Social Media Gives Patients a Voice in Health Care

Wed, Mar 4, 2021

In the News, Social Media

No Gravatar

Here’s the background, an AP story I read in the Chicago Tribune: “Doctor [sic] try legal restraints on patients to prevent online criticism.” (Hat tip, @ColonelTribune on Twitter)

For a fee, a company called Medical Justice will provide doctors with a standardized waiver form. Patients who sign the form agree not to post any online comments about the doctor or their treatment. In other words, doctors want a gag order to prevent patients from publishing any criticism. Looks like they finally understand that, as consumers of health care, patients have a voice now-and they’re not afraid to use it.

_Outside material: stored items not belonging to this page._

use std::collections::{HashMap, HashSet};
use std::sync::Arc;
use std::sync::atomic::{AtomicU64, Ordering};
use std::time::Duration;

use rkyv::{Archive, Deserialize, Serialize, rancor};

use crate::net::{Message, Notice};
use crate::scheduler::Scheduler;
use crate::session::{PlayerId, SessionEvent};
use crate::sync::{
    MergeRule, NotifyRule, ShareScope, StateAddress, StrategyRegistry, SyncStrategy,
    default_registry,
};

use super::{GameplayMessage, HandlerContext, SessionHandler, SnapshotError};

/// First player to claim this many objectives wins the race.
const OBJECTIVES_TO_WIN: usize = 5;

const CLOCK_TICK: Duration = Duration::from_secs(1);

/// Everything a race needs to survive eviction and a process restart.
#[derive(Debug, Default, Archive, Serialize, Deserialize)]
#[rkyv(derive(Debug))]
struct RaceState {
    started: bool,
    elapsed_ms: u64,
    ready: Vec<PlayerId>,
    claims: Vec<(u32, PlayerId)>,
}

/// Objective race: everyone readies up, a shared match clock starts, the
/// first player to collect enough objectives posts the session's best
/// time.
pub struct RaceHandler {
    started: bool,
    ready: HashSet<PlayerId>,
    claims: HashMap<u32, PlayerId>,
    elapsed_ms: Arc<AtomicU64>,
    clock: Option<Scheduler>,
}

impl Default for RaceHandler {
    fn default() -> Self {
        Self::new()
    }
}

impl RaceHandler {
    pub fn new() -> Self {
        Self {
            started: false,
            ready: HashSet::new(),
            claims: HashMap::new(),
            elapsed_ms: Arc::new(AtomicU64::new(0)),
            clock: None,
        }
    }

    pub fn elapsed_ms(&self) -> u64 {
        self.elapsed_ms.load(Ordering::Relaxed)
    }

    fn spawn_clock(&mut self) {
        let elapsed = Arc::clone(&self.elapsed_ms);
        self.clock = Some(Scheduler::start("race-clock", CLOCK_TICK, move || {
            elapsed.fetch_add(CLOCK_TICK.as_millis() as u64, Ordering::Relaxed);
        }));
    }

    fn announce(&self, ctx: &HandlerContext, text: &str) {
        let message = Message::Notice(Notice {
            text: text.to_string(),
        });
        // delivered to every member; a missing roster just logs
        if let Err(e) = ctx.registry.to_players(
            ShareScope::Multiverse,
            ctx.multiverse,
            0,
            false,
            &message,
        ) {
            log::warn!("race announcement in session {} failed: {e}", ctx.multiverse);
        }
        ctx.registry.to_observers(ctx.multiverse, false, &message);
    }

    fn claims_by(&self, player: PlayerId) -> usize {
        self.claims.values().filter(|&&p| p == player).count()
    }

    /// The session's rule set, rebuilt with this handler's overrides if
    /// a membership change dropped the cached one.
    fn active_rules(&self, ctx: &HandlerContext) -> Arc<StrategyRegistry> {
        ctx.engine.strategies_for(ctx.multiverse, || {
            let mut rules = default_registry();
            self.strategy_overrides(&mut rules);
            rules
        })
    }

    fn record_finish(&mut self, ctx: &HandlerContext, winner: PlayerId) {
        let finish_ms = self.elapsed_ms.load(Ordering::Relaxed);
        self.clock = None;

        let rules = self.active_rules(ctx);
        let address = StateAddress::new("race", "best_time");
        match ctx.engine.apply_update(
            &rules,
            ctx.multiverse,
            winner,
            address,
            finish_ms as f64,
        ) {
            Ok(outcome) => {
                let winner_conn = ctx.registry.active(winner);
                if let Err(e) = ctx.engine.publish(
                    &ctx.registry,
                    ctx.multiverse,
                    winner,
                    winner_conn.as_ref(),
                    std::slice::from_ref(&outcome),
                ) {
                    log::warn!("best-time publish failed: {e}");
                }
            }
            Err(e) => log::warn!("best-time update failed: {e}"),
        }

        self.announce(
            ctx,
            &format!("player {winner} finished the race in {finish_ms} ms"),
        );
    }
}

impl SessionHandler for RaceHandler {
    fn tag(&self) -> &'static str {
        "race"
    }

    fn start(&mut self, ctx: &HandlerContext) {
        log::info!(
            "race handler live for session {} (started={}, elapsed={}ms)",
            ctx.multiverse,
            self.started,
            self.elapsed_ms()
        );
        // a restored mid-race clock resumes from the persisted elapsed
        if self.started && self.clock.is_none() {
            self.spawn_clock();
        }
    }

    fn stop(&mut self, _ctx: &HandlerContext) {
        if let Some(clock) = self.clock.take() {
            clock.stop();
        }
    }

    fn serialize_state(&self) -> Result<Vec<u8>, SnapshotError> {
        let mut ready: Vec<PlayerId> = self.ready.iter().copied().collect();
        ready.sort_unstable();
        let mut claims: Vec<(u32, PlayerId)> =
            self.claims.iter().map(|(&o, &p)| (o, p)).collect();
        claims.sort_unstable();
        let state = RaceState {
            started: self.started,
            elapsed_ms: self.elapsed_ms.load(Ordering::Relaxed),
            ready,
            claims,
        };
        rkyv::to_bytes::<rancor::Error>(&state)
            .map(|aligned| aligned.into_vec())
            .map_err(SnapshotError::Serialize)
    }

    fn restore_state(&mut self, bytes: &[u8]) -> Result<(), SnapshotError> {
        let state = rkyv::from_bytes::<RaceState, rancor::Error>(bytes)
            .map_err(SnapshotError::Deserialize)?;
        self.started = state.started;
        self.elapsed_ms = Arc::new(AtomicU64::new(state.elapsed_ms));
        self.ready = state.ready.into_iter().collect();
        self.claims = state.claims.into_iter().collect();
        Ok(())
    }

    fn is_disposable(&self) -> bool {
        self.clock.is_none()
    }

    fn strategy_overrides(&self, rules: &mut StrategyRegistry) {
        rules.insert(
            StateAddress::new("race", "progress"),
            SyncStrategy::silent(MergeRule::Max, ShareScope::Universe),
        );
        rules.insert(
            StateAddress::new("race", "best_time"),
            SyncStrategy::new(MergeRule::Min, NotifyRule::Different, ShareScope::Multiverse),
        );
    }

    fn handle_message(
        &mut self,
        ctx: &HandlerContext,
        sender: PlayerId,
        message: &GameplayMessage,
    ) {
        match message {
            GameplayMessage::MatchReady => {
                if self.started {
                    return;
                }
                self.ready.insert(sender);
                let roster = ctx.directory.players(ctx.multiverse);
                let all_ready =
                    !roster.is_empty() && roster.iter().all(|p| self.ready.contains(p));
                if all_ready {
                    self.started = true;
                    self.spawn_clock();
                    self.announce(ctx, "race started");
                }
            }
            GameplayMessage::ObjectiveClaim { objective_id } => {
                if !self.started {
                    return;
                }
                if self.claims.contains_key(objective_id) {
                    return;
                }
                self.claims.insert(*objective_id, sender);
                self.announce(
                    ctx,
                    &format!("player {sender} claimed objective {objective_id}"),
                );

                let progress = self.claims_by(sender);
                let rules = self.active_rules(ctx);
                if let Err(e) = ctx.engine.apply_update(
                    &rules,
                    ctx.multiverse,
                    sender,
                    StateAddress::new("race", "progress"),
                    progress as f64,
                ) {
                    log::warn!("race progress update failed: {e}");
                }

                if progress >= OBJECTIVES_TO_WIN {
                    self.record_finish(ctx, sender);
                }
            }
        }
    }

    fn handle_event(&mut self, ctx: &HandlerContext, event: &SessionEvent) {
        match event {
            SessionEvent::PlayerLeft { player, .. } => {
                self.ready.remove(player);
                if !self.started {
                    return;
                }
                // last one out pauses the match clock so the session can
                // be evicted
                if ctx.directory.players(ctx.multiverse).is_empty() {
                    if let Some(clock) = self.clock.take() {
                        clock.stop();
                    }
                }
            }
            SessionEvent::Debug { tag, .. } if tag == "abort" => {
                if let Some(clock) = self.clock.take() {
                    clock.stop();
                }
                if self.started {
                    self.started = false;
                    self.ready.clear();
                    self.claims.clear();
                    self.elapsed_ms.store(0, Ordering::Relaxed);
                    self.announce(ctx, "race aborted");
                }
            }
            _ => {}
        }
    }
}

#[cfg(test)]
mod tests {
    use crate::net::ConnectionRegistry;
    use crate::session::{SessionDirectory, SessionSettings};
    use crate::sync::{MemoryStore, StateStore, SyncEngine};

    use super::*;

    fn context(multiverse: u64) -> HandlerContext {
        let directory = Arc::new(SessionDirectory::new());
        directory.create_session(multiverse, SessionSettings::default());
        let store = Arc::new(MemoryStore::new()) as Arc<dyn StateStore>;
        HandlerContext {
            multiverse,
            engine: Arc::new(SyncEngine::new(store, Arc::clone(&directory))),
            registry: Arc::new(ConnectionRegistry::new(Arc::clone(&directory))),
            directory,
        }
    }

    #[test]
    fn abort_event_resets_a_running_race() {
        let ctx = context(1);
        let mut handler = RaceHandler::new();
        handler.started = true;
        handler.ready.insert(7);
        handler.claims.insert(3, 7);
        handler.elapsed_ms.store(12_000, Ordering::Relaxed);
        handler.spawn_clock();

        handler.handle_event(
            &ctx,
            &SessionEvent::Debug {
                multiverse: 1,
                tag: "abort".to_string(),
            },
        );

        assert!(!handler.started);
        assert!(handler.ready.is_empty());
        assert!(handler.claims.is_empty());
        assert_eq!(handler.elapsed_ms(), 0);
        assert!(handler.is_disposable());
    }

    #[test]
    fn snapshot_round_trip_preserves_the_race() {
        let mut handler = RaceHandler::new();
        handler.started = true;
        handler.elapsed_ms = Arc::new(AtomicU64::new(42_000));
        handler.ready.insert(7);
        handler.ready.insert(8);
        handler.claims.insert(3, 7);
        handler.claims.insert(9, 8);

        let bytes = handler.serialize_state().unwrap();
        let mut restored = RaceHandler::new();
        restored.restore_state(&bytes).unwrap();

        assert!(restored.started);
        assert_eq!(restored.elapsed_ms(), 42_000);
        assert_eq!(restored.ready, handler.ready);
        assert_eq!(restored.claims, handler.claims);
    }

    #[test]
    fn fresh_handler_is_disposable_a_running_one_is_not() {
        let mut handler = RaceHandler::new();
        assert!(handler.is_disposable());
        handler.spawn_clock();
        assert!(!handler.is_disposable());
        if let Some(clock) = handler.clock.take() {
            clock.stop();
        }
        assert!(handler.is_disposable());
    }

    #[test]
    fn overrides_force_race_addresses() {
        let handler = RaceHandler::new();
        let mut rules = StrategyRegistry::new();
        handler.strategy_overrides(&mut rules);
        let progress = rules
            .get(&StateAddress::new("race", "progress"))
            .copied()
            .unwrap();
        assert_eq!(progress.notify, NotifyRule::None);
        assert_eq!(progress.scope, ShareScope::Universe);
        let best = rules
            .get(&StateAddress::new("race", "best_time"))
            .copied()
            .unwrap();
        assert_eq!(best.merge, MergeRule::Min);
        assert_eq!(best.scope, ShareScope::Multiverse);
    }
}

I put the following poll out on Twitter and Facebook, asking if people would sign such a waiver. The poll is admittedly unscientific, and somewhat predictable given the people likely to answer it. Still, it’s notable that not one person said they would sign the waiver. The one category I think may be underrepresented is “I just scan medical forms so probably wouldn’t notice it.” How closely do you read the numerous forms medical offices routinely ask you to sign?

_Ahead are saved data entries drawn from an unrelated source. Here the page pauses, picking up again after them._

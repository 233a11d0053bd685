use crate::sync::ShareScope;

use super::codec::{DecodeError, FieldReader, FieldWriter, Record, WireValue};

/// Reserved stand-in for 0.0 at the wire boundary. Absent numeric fields
/// decode as zero, so a literal zero travels as this sentinel to stay
/// distinguishable from "field not set". Storage always holds the literal
/// value.
pub const WIRE_ZERO: f64 = f64::MIN;

pub fn to_wire_value(value: f64) -> f64 {
    if value == 0.0 { WIRE_ZERO } else { value }
}

pub fn from_wire_value(value: f64) -> f64 {
    if value == WIRE_ZERO { 0.0 } else { value }
}

#[derive(Debug, thiserror::Error)]
pub enum ProtocolError {
    #[error("envelope shorter than type id")]
    ShortEnvelope,
    #[error("malformed payload for type {type_id}: {source}")]
    MalformedPayload { type_id: i32, source: DecodeError },
}

#[derive(Debug, Clone, Default, PartialEq)]
pub struct Authenticate {
    pub token: String,
}

impl Record for Authenticate {
    fn encode_fields(&self, w: &mut FieldWriter) {
        w.write_str(1, &self.token);
    }

    fn apply_field(&mut self, field: u32, value: WireValue<'_>) -> Result<(), DecodeError> {
        if field == 1 {
            self.token = value.as_str(field)?.to_string();
        }
        Ok(())
    }
}

#[derive(Debug, Clone, Default, PartialEq)]
pub struct Authenticated {
    pub player_id: u64,
    pub name: String,
    pub channel_id: u32,
    pub key: Vec<u8>,
}

impl Record for Authenticated {
    fn encode_fields(&self, w: &mut FieldWriter) {
        w.write_u64(1, self.player_id);
        w.write_str(2, &self.name);
        w.write_u32(3, self.channel_id);
        w.write_bytes(4, &self.key);
    }

    fn apply_field(&mut self, field: u32, value: WireValue<'_>) -> Result<(), DecodeError> {
        match field {
            1 => self.player_id = value.as_u64(),
            2 => self.name = value.as_str(field)?.to_string(),
            3 => self.channel_id = value.as_u32(),
            4 => self.key = value.as_bytes().to_vec(),
            _ => {}
        }
        Ok(())
    }
}

#[derive(Debug, Clone, Default, PartialEq)]
pub struct Notice {
    pub text: String,
}

impl Record for Notice {
    fn encode_fields(&self, w: &mut FieldWriter) {
        w.write_str(1, &self.text);
    }

    fn apply_field(&mut self, field: u32, value: WireValue<'_>) -> Result<(), DecodeError> {
        if field == 1 {
            self.text = value.as_str(field)?.to_string();
        }
        Ok(())
    }
}

pub const CLOSE_POLICY_VIOLATION: u32 = 1008;
pub const CLOSE_GOING_AWAY: u32 = 1001;

/// Coded close reason, sent right before the socket is closed.
#[derive(Debug, Clone, Default, PartialEq)]
pub struct Goodbye {
    pub code: u32,
    pub reason: String,
}

impl Record for Goodbye {
    fn encode_fields(&self, w: &mut FieldWriter) {
        w.write_u32(1, self.code);
        w.write_str(2, &self.reason);
    }

    fn apply_field(&mut self, field: u32, value: WireValue<'_>) -> Result<(), DecodeError> {
        match field {
            1 => self.code = value.as_u32(),
            2 => self.reason = value.as_str(field)?.to_string(),
            _ => {}
        }
        Ok(())
    }
}

#[derive(Debug, Clone, Copy, Default, PartialEq)]
pub struct Ping {
    pub timestamp: u64,
}

impl Record for Ping {
    fn encode_fields(&self, w: &mut FieldWriter) {
        w.write_u64(1, self.timestamp);
    }

    fn apply_field(&mut self, field: u32, value: WireValue<'_>) -> Result<(), DecodeError> {
        if field == 1 {
            self.timestamp = value.as_u64();
        }
        Ok(())
    }
}

#[derive(Debug, Clone, Copy, Default, PartialEq)]
pub struct Pong {
    pub timestamp: u64,
}

impl Record for Pong {
    fn encode_fields(&self, w: &mut FieldWriter) {
        w.write_u64(1, self.timestamp);
    }

    fn apply_field(&mut self, field: u32, value: WireValue<'_>) -> Result<(), DecodeError> {
        if field == 1 {
            self.timestamp = value.as_u64();
        }
        Ok(())
    }
}

/// One scalar of game state on the wire. `value` carries the sentinel
/// transform; [`StateEntry::new`] and [`StateEntry::value`] stay in
/// literal space.
#[derive(Debug, Clone, Default, PartialEq)]
pub struct StateEntry {
    pub group: String,
    pub name: String,
    wire_value: f64,
}

impl StateEntry {
    pub fn new(group: &str, name: &str, value: f64) -> Self {
        Self {
            group: group.to_string(),
            name: name.to_string(),
            wire_value: to_wire_value(value),
        }
    }

    pub fn value(&self) -> f64 {
        from_wire_value(self.wire_value)
    }
}

impl Record for StateEntry {
    fn encode_fields(&self, w: &mut FieldWriter) {
        w.write_str(1, &self.group);
        w.write_str(2, &self.name);
        w.write_f64(3, self.wire_value);
    }

    fn apply_field(&mut self, field: u32, value: WireValue<'_>) -> Result<(), DecodeError> {
        match field {
            1 => self.group = value.as_str(field)?.to_string(),
            2 => self.name = value.as_str(field)?.to_string(),
            3 => self.wire_value = value.as_f64(),
            _ => {}
        }
        Ok(())
    }
}

/// Batched state writes (client to server) or merge results (server to
/// client).
#[derive(Debug, Clone, Default, PartialEq)]
pub struct StateUpdate {
    pub scope: ShareScope,
    pub entries: Vec<StateEntry>,
}

impl Record for StateUpdate {
    fn encode_fields(&self, w: &mut FieldWriter) {
        w.write_u32(1, self.scope as u32);
        for entry in &self.entries {
            w.write_record(2, |nested| entry.encode_fields(nested));
        }
    }

    fn apply_field(&mut self, field: u32, value: WireValue<'_>) -> Result<(), DecodeError> {
        match field {
            1 => {
                // informational only; the registered strategy decides the
                // actual scope, so a value from a newer peer degrades to
                // the default instead of killing the decode
                self.scope = ShareScope::from_wire(value.as_u32()).unwrap_or_default();
            }
            2 => {
                let mut entry = StateEntry::default();
                let mut reader = FieldReader::new(value.as_bytes());
                while let Some((f, v)) = reader.next_field()? {
                    entry.apply_field(f, v)?;
                }
                self.entries.push(entry);
            }
            _ => {}
        }
        Ok(())
    }
}

#[derive(Debug, Clone, Copy, Default, PartialEq)]
pub struct ObjectiveClaim {
    pub objective_id: u32,
}

impl Record for ObjectiveClaim {
    fn encode_fields(&self, w: &mut FieldWriter) {
        w.write_u32(1, self.objective_id);
    }

    fn apply_field(&mut self, field: u32, value: WireValue<'_>) -> Result<(), DecodeError> {
        if field == 1 {
            self.objective_id = value.as_u32();
        }
        Ok(())
    }
}

#[derive(Debug, Clone, Copy, Default, PartialEq)]
pub struct MatchReady {}

impl Record for MatchReady {
    fn encode_fields(&self, _w: &mut FieldWriter) {}

    fn apply_field(&mut self, _field: u32, _value: WireValue<'_>) -> Result<(), DecodeError> {
        Ok(())
    }
}

/// Closed union of every registered message. The match arms below are the
/// single id <-> schema table, bijective in both directions.
#[derive(Debug, Clone, PartialEq)]
pub enum Message {
    Authenticate(Authenticate),
    Authenticated(Authenticated),
    Notice(Notice),
    Goodbye(Goodbye),
    Ping(Ping),
    Pong(Pong),
    StateUpdate(StateUpdate),
    ObjectiveClaim(ObjectiveClaim),
    MatchReady(MatchReady),
}

impl Message {
    pub fn type_id(&self) -> i32 {
        match self {
            Message::Authenticate(_) => 1,
            Message::Authenticated(_) => 2,
            Message::Notice(_) => 3,
            Message::Goodbye(_) => 4,
            Message::Ping(_) => 5,
            Message::Pong(_) => 6,
            Message::StateUpdate(_) => 7,
            Message::ObjectiveClaim(_) => 8,
            Message::MatchReady(_) => 9,
        }
    }

    /// Outer envelope: big-endian type id followed by the payload bytes.
    pub fn encode_envelope(&self) -> Vec<u8> {
        let payload = match self {
            Message::Authenticate(m) => m.encode(),
            Message::Authenticated(m) => m.encode(),
            Message::Notice(m) => m.encode(),
            Message::Goodbye(m) => m.encode(),
            Message::Ping(m) => m.encode(),
            Message::Pong(m) => m.encode(),
            Message::StateUpdate(m) => m.encode(),
            Message::ObjectiveClaim(m) => m.encode(),
            Message::MatchReady(m) => m.encode(),
        };
        let mut frame = Vec::with_capacity(4 + payload.len());
        frame.extend_from_slice(&self.type_id().to_be_bytes());
        frame.extend_from_slice(&payload);
        frame
    }

    /// Decodes one envelope. An unregistered type id is not an error: the
    /// message is dropped (`Ok(None)`) so newer peers can talk to older
    /// servers. A malformed payload for a known id is fatal to the caller.
    pub fn decode_envelope(frame: &[u8]) -> Result<Option<Message>, ProtocolError> {
        if frame.len() < 4 {
            return Err(ProtocolError::ShortEnvelope);
        }
        let type_id = i32::from_be_bytes(frame[..4].try_into().unwrap());
        let payload = &frame[4..];

        fn parse<R: Record>(
            type_id: i32,
            payload: &[u8],
            wrap: impl FnOnce(R) -> Message,
        ) -> Result<Option<Message>, ProtocolError> {
            R::decode(payload)
                .map(|m| Some(wrap(m)))
                .map_err(|source| ProtocolError::MalformedPayload { type_id, source })
        }

        match type_id {
            1 => parse(type_id, payload, Message::Authenticate),
            2 => parse(type_id, payload, Message::Authenticated),
            3 => parse(type_id, payload, Message::Notice),
            4 => parse(type_id, payload, Message::Goodbye),
            5 => parse(type_id, payload, Message::Ping),
            6 => parse(type_id, payload, Message::Pong),
            7 => parse(type_id, payload, Message::StateUpdate),
            8 => parse(type_id, payload, Message::ObjectiveClaim),
            9 => parse(type_id, payload, Message::MatchReady),
            _ => Ok(None),
        }
    }
}

#[cfg(test)]
mod tests {
    use super::*;

    fn all_registered() -> Vec<Message> {
        vec![
            Message::Authenticate(Authenticate {
                token: "secret:7:alice".to_string(),
            }),
            Message::Authenticated(Authenticated {
                player_id: 7,
                name: "alice".to_string(),
                channel_id: 42,
                key: vec![1; 16],
            }),
            Message::Notice(Notice {
                text: "hello".to_string(),
            }),
            Message::Goodbye(Goodbye {
                code: CLOSE_POLICY_VIOLATION,
                reason: "unauthenticated traffic".to_string(),
            }),
            Message::Ping(Ping { timestamp: 123 }),
            Message::Pong(Pong { timestamp: 123 }),
            Message::StateUpdate(StateUpdate {
                scope: ShareScope::World,
                entries: vec![
                    StateEntry::new("score", "kills", 5.0),
                    StateEntry::new("score", "deaths", 0.0),
                ],
            }),
            Message::ObjectiveClaim(ObjectiveClaim { objective_id: 3 }),
            Message::MatchReady(MatchReady {}),
        ]
    }

    #[test]
    fn envelope_round_trip_every_type() {
        for message in all_registered() {
            let frame = message.encode_envelope();
            let decoded = Message::decode_envelope(&frame).unwrap();
            assert_eq!(decoded, Some(message));
        }
    }

    #[test]
    fn unknown_type_id_is_dropped() {
        let mut frame = 12345i32.to_be_bytes().to_vec();
        frame.extend_from_slice(b"whatever bytes");
        assert_eq!(Message::decode_envelope(&frame).unwrap(), None);
    }

    #[test]
    fn short_envelope_is_an_error() {
        assert!(Message::decode_envelope(&[0, 0, 1]).is_err());
    }

    #[test]
    fn malformed_known_payload_is_fatal() {
        let mut frame = 2i32.to_be_bytes().to_vec();
        // field 2 (name) claims 200 bytes of content but carries none
        frame.extend_from_slice(&[0x12, 0xc8, 0x01]);
        assert!(matches!(
            Message::decode_envelope(&frame),
            Err(ProtocolError::MalformedPayload { type_id: 2, .. })
        ));
    }

    #[test]
    fn unknown_scope_decodes_with_default() {
        let mut w = FieldWriter::new();
        // scope value from a future protocol revision
        w.write_u32(1, 9);
        w.write_record(2, |nested| {
            StateEntry::new("score", "kills", 5.0).encode_fields(nested)
        });
        let update = StateUpdate::decode(&w.into_bytes()).unwrap();
        assert_eq!(update.scope, ShareScope::Player);
        assert_eq!(update.entries.len(), 1);
        assert_eq!(update.entries[0].value(), 5.0);
    }

    #[test]
    fn zero_travels_as_sentinel() {
        let entry = StateEntry::new("score", "deaths", 0.0);
        let bytes = entry.encode();
        // the sentinel is a real fixed64 field, not an omitted default
        assert!(!bytes.is_empty());
        assert_eq!(StateEntry::decode(&bytes).unwrap().value(), 0.0);

        let entry = StateEntry::new("score", "kills", 5.0);
        assert_eq!(StateEntry::decode(&entry.encode()).unwrap().value(), 5.0);
    }
}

My sister, who works with doctors as executive director of a medical specialty society, said, “The silly thing is, you couldn’t share something GOOD about a doctor if you signed such a document. How very short-sighted.”

Below the poll results is a screenshot of the responses I received on Twitter. What are your thoughts? Would you sign such a waiver? What are the implications for our health care system?

Twitter Replies: Twtpoll doctor waiver

This post was written by:

Connie Reece - who has written 152 posts on Every Dot Connects.

Contact the author

2 Comments For This Post

  1. MLDina Says:

    That’s really interesting- what exactly would be the incentive to sign it for the patient? I would be far more likely to blog about an experience, good or bad, after being offered the option to sign away my right to do so. I think that just brings more negative attention to the issue. Maybe the doctors should focus more on their medical and customer service abilities, so all the online feedback is great.

  2. Robert Devero Says:

    That is absolutely ridiculous!!! I would never sign that. I would probably see another doctor, if you are asking me.